In October of 2015 Ontario passed the Public Participation Act.  It amended the Court of Justice Act to create a new section 137.1, which allows a party to apply to the Court to protect itself against an alleged SLAPP.  After hearing an anti-SLAPP motion, the judge may dismiss the claimant’s court action against a person if the judge is satisfied, on the evidence, that “the proceeding arises from an expression made by the person that relates to a matter of public interest”.  Merely making an anti-SLAPP motion freezes the court proceedings until the motion is dealt with.

Under the Ontario law a judge cannot dismiss the claimant’s action if the claimant is able to demonstrate to the Court grounds to believe that: the proceeding has substantial merit; and the defendant has no valid defence in the proceeding. The judge also has to be convinced that the harm suffered by the claimant (or likely to be suffered) is serious enough such that allowing the court proceeding to continue outweighs the public interest in protecting the expression that gives rise to the claim. The stakes are higher than the typical motion – – – an unsuccessful claimant will be responsible for all of the successful defendant’s legal costs. The cost consequence alone should give pause to anyone considering even a legitimate claim arising out of someone else’s expression if there is a public interest argument.

These criteria go beyond the Court’s traditional jurisdiction to control abuse of process. Depending on how they are interpreted, they could pose a significant barrier to otherwise legitimate defamation claims. On the plus side, the Ontario law requires an expeditious hearing (likewise on any appeal).

Despite Greenpeace Canada’s public position and its characterization of the Resolute claim in its statement of defence, Ontario’s anti-SLAPP legislation is not retroactive and does not apply to the case. In a 2016 decision of the Ontario Divisional Court on a procedural matter, the Court questioned the appearance of these anti-SLAPP arguments in the Greenpeace Canada defence, but also noted that Resolute did not seek to strike them out.

So far, the experience in Ontario on the use of the anti-SLAPP law is limited. In October, 2016, the Toronto Star reported that two motions were in the works; one a defamation claim by a former municipal council member against an individual who, among other things, likened the councillor to Snoop Dogg; another a defamation claim by an unsuccessful candidate for Parliament against a freelance journalist/blogger.

The Canadian Civil Liberties Association cites Quebec cases in which section 54.1 of the Quebec Code of Civil Procedure has been successfully applied by defendants in court actions. Several involve citizens who were publicly critical of businesses engaged with government. On the natural resources side, a $350,000 defamation action brought by Pétrolia Inc. against a spokesperson of an anti-mining coalition who was critical of Quebec policy that suspended royalty payments during the exploration phase was dismissed as an abuse of the court process.

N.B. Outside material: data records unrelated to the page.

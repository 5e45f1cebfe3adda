//! Capability surface consumed from the mapping platform.
//!
//! Everything here is implemented by the platform SDK (or by
//! [`super::simulated`] in tests and the demo). This crate only drives
//! these collaborators and observes their results.

use std::sync::Arc;

use async_trait::async_trait;
use tokio::sync::mpsc;

use crate::auth::ChallengeHandler;

use super::error::PlatformError;
use super::types::{
    DataSourceStatus, FeatureSet, LoadStatus, LocationSample, MapInfo, QueryParameters,
};

/// Ordered stream of platform events. Dropping the receiver cancels the
/// subscription.
pub type EventStream<T> = mpsc::Receiver<T>;

/// A resource with an explicit load lifecycle.
#[async_trait]
pub trait Loadable: Send + Sync {
    /// Name used for lookup and logging.
    fn name(&self) -> &str;

    fn load_status(&self) -> LoadStatus;

    /// Load the resource, retrying a previous failure if there was one.
    async fn retry_load(&self) -> Result<(), PlatformError>;
}

#[async_trait]
pub trait Portal: Send + Sync {
    fn url(&self) -> &str;

    async fn load(&self) -> Result<(), PlatformError>;
}

#[async_trait]
pub trait Map: Send + Sync {
    fn info(&self) -> MapInfo;

    async fn load(&self) -> Result<(), PlatformError>;

    /// Standalone tables attached to the map.
    fn tables(&self) -> Vec<Arc<dyn FeatureTable>>;

    /// Root of the operational layer tree.
    fn operational_layers(&self) -> Vec<LayerNode>;
}

#[async_trait]
pub trait FeatureTable: Loadable {
    async fn query_features(&self, params: &QueryParameters)
        -> Result<FeatureSet, PlatformError>;
}

pub trait FeatureLayer: Loadable {
    /// Table backing this layer.
    fn feature_table(&self) -> Arc<dyn FeatureTable>;
}

/// Node of the operational layer tree.
#[derive(Clone)]
pub enum LayerNode {
    Feature(Arc<dyn FeatureLayer>),
    Group { name: String, children: Vec<LayerNode> },
}

impl LayerNode {
    pub fn name(&self) -> &str {
        match self {
            LayerNode::Feature(layer) => layer.name(),
            LayerNode::Group { name, .. } => name,
        }
    }
}

impl std::fmt::Debug for LayerNode {
    fn fmt(&self, f: &mut std::fmt::Formatter<'_>) -> std::fmt::Result {
        match self {
            LayerNode::Feature(layer) => write!(f, "Feature({})", layer.name()),
            LayerNode::Group { name, children } => f
                .debug_struct("Group")
                .field("name", name)
                .field("children", children)
                .finish(),
        }
    }
}

/// Fused indoor positioning provider.
#[async_trait]
pub trait IndoorsLocationDataSource: Send + Sync {
    async fn start(&self) -> Result<(), PlatformError>;

    async fn stop(&self) -> Result<(), PlatformError>;

    /// Subscribe to status changes. A new subscription replaces the old one.
    fn status_stream(&self) -> EventStream<DataSourceStatus>;

    /// Subscribe to location samples. A new subscription replaces the old one.
    fn location_stream(&self) -> EventStream<LocationSample>;
}

/// Entry point into the platform: creates portals, maps and data sources.
pub trait MappingPlatform: Send + Sync {
    fn set_challenge_handler(&self, handler: Arc<dyn ChallengeHandler>);

    fn portal(&self, url: &str) -> Arc<dyn Portal>;

    fn map(&self, portal: Arc<dyn Portal>, item_id: &str) -> Arc<dyn Map>;

    fn create_data_source(
        &self,
        positioning_table: Arc<dyn FeatureTable>,
        pathways: Arc<dyn FeatureLayer>,
        positioning_id: &str,
    ) -> Result<Arc<dyn IndoorsLocationDataSource>, PlatformError>;
}
//! Sequential startup: portal, map, resources, table and layer, data source.
//!
//! Each stage reports its outcome to the projector before the next stage
//! begins. The first failure ends the pipeline.

use std::sync::Arc;

use crate::auth::CredentialChallengeHandler;
use crate::error::AppError;
use crate::loader::{load_all, LoadError};
use crate::platform::{IndoorsLocationDataSource, MappingPlatform};
use crate::resolve::{find_feature_layer, find_table, map_resources, query_positioning_id};
use crate::ui::positioning::{Phase, PositioningIntent, PositioningTableRef};

use super::projector::ViewStateProjector;
use super::SessionSettings;

/// Run the startup pipeline. Returns the constructed data source when every
/// stage succeeded.
pub async fn run_startup(
    platform: &dyn MappingPlatform,
    settings: &SessionSettings,
    projector: &mut ViewStateProjector,
) -> Option<Arc<dyn IndoorsLocationDataSource>> {
    platform.set_challenge_handler(Arc::new(CredentialChallengeHandler::new(
        settings.auth.clone(),
    )));

    tracing::info!(url = %settings.portal.url, "Loading portal");
    let portal = platform.portal(&settings.portal.url);
    if let Err(err) = portal.load().await {
        projector.apply(PositioningIntent::PortalLoadFailed(AppError::from_platform(
            &err,
        )));
        return None;
    }
    projector.apply(PositioningIntent::PortalLoaded);

    tracing::info!(item_id = %settings.portal.map_item_id, "Loading map");
    let map = platform.map(portal, &settings.portal.map_item_id);
    if let Err(err) = map.load().await {
        projector.apply(PositioningIntent::MapLoadFailed(AppError::from_platform(&err)));
        return None;
    }
    projector.apply(PositioningIntent::MapLoaded(map.info()));

    let resources = map_resources(map.as_ref());
    tracing::debug!(count = resources.len(), "Loading map resources");
    if let Err(kind) = load_all(&resources).await {
        projector.apply(PositioningIntent::ResourcesFailed(kind));
        return None;
    }
    projector.apply(PositioningIntent::ResourcesLoaded);

    let positioning = &settings.positioning;
    let Some(table) = find_table(map.as_ref(), &positioning.table_name) else {
        projector.apply(PositioningIntent::PositioningTableMissing {
            name: positioning.table_name.clone(),
        });
        return None;
    };

    let positioning_id = match query_positioning_id(table.as_ref(), positioning).await {
        Ok(Some(id)) => id,
        Ok(None) => {
            tracing::warn!(table = %positioning.table_name, "No positioning row found");
            projector.apply(PositioningIntent::PositioningTableMissing {
                name: positioning.table_name.clone(),
            });
            return None;
        }
        Err(err) => {
            tracing::warn!(error = %err, "Positioning query failed");
            let kind = if err.is_no_internet() {
                LoadError::NoInternet
            } else {
                LoadError::Generic
            };
            projector.apply(PositioningIntent::ResourcesFailed(kind));
            return None;
        }
    };
    projector.apply(PositioningIntent::PositioningTableResolved(
        PositioningTableRef {
            name: positioning.table_name.clone(),
            positioning_id: positioning_id.clone(),
        },
    ));

    let Some(pathways) =
        find_feature_layer(&map.operational_layers(), &positioning.pathways_layer_name)
    else {
        projector.apply(PositioningIntent::PathwaysLayerMissing {
            name: positioning.pathways_layer_name.clone(),
        });
        return None;
    };

    let data_source = match platform.create_data_source(table, pathways, &positioning_id) {
        Ok(source) => source,
        Err(err) => {
            projector.apply(PositioningIntent::DataSourceUnavailable(
                AppError::from_platform(&err),
            ));
            return None;
        }
    };
    projector.apply(PositioningIntent::PathwaysLayerResolved {
        name: positioning.pathways_layer_name.clone(),
    });

    (projector.state().phase == Phase::MapLoaded).then_some(data_source)
}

All courts have the ability to control cases that they consider to be an abuse of process. The courts have also encouraged disposition of matters at a preliminary stage through summary judgement, where one party is able to establish that there is no significant issue for trial.

The Resolute action is worth following for more than just its entertainment value. The case has the potential to test the rules for determining the boundaries between legitimate public discourse and the liability of the disseminators of information for damages when making defamatory statements. It may also have an impact on courts and legislatures in other provinces that do not yet have anti-SLAPP legislation. Stay tuned. In the meantime, if you are contemplating taking a court action against a troublesome opponent, carefully consider the range of possible outcomes. If the opponents believe that they are being subjected to SLAPP, they might do more than just turn the other cheek.

This article was written for, and published in Mid-Canada Forestry and Mining magazine and is reproduced with permission.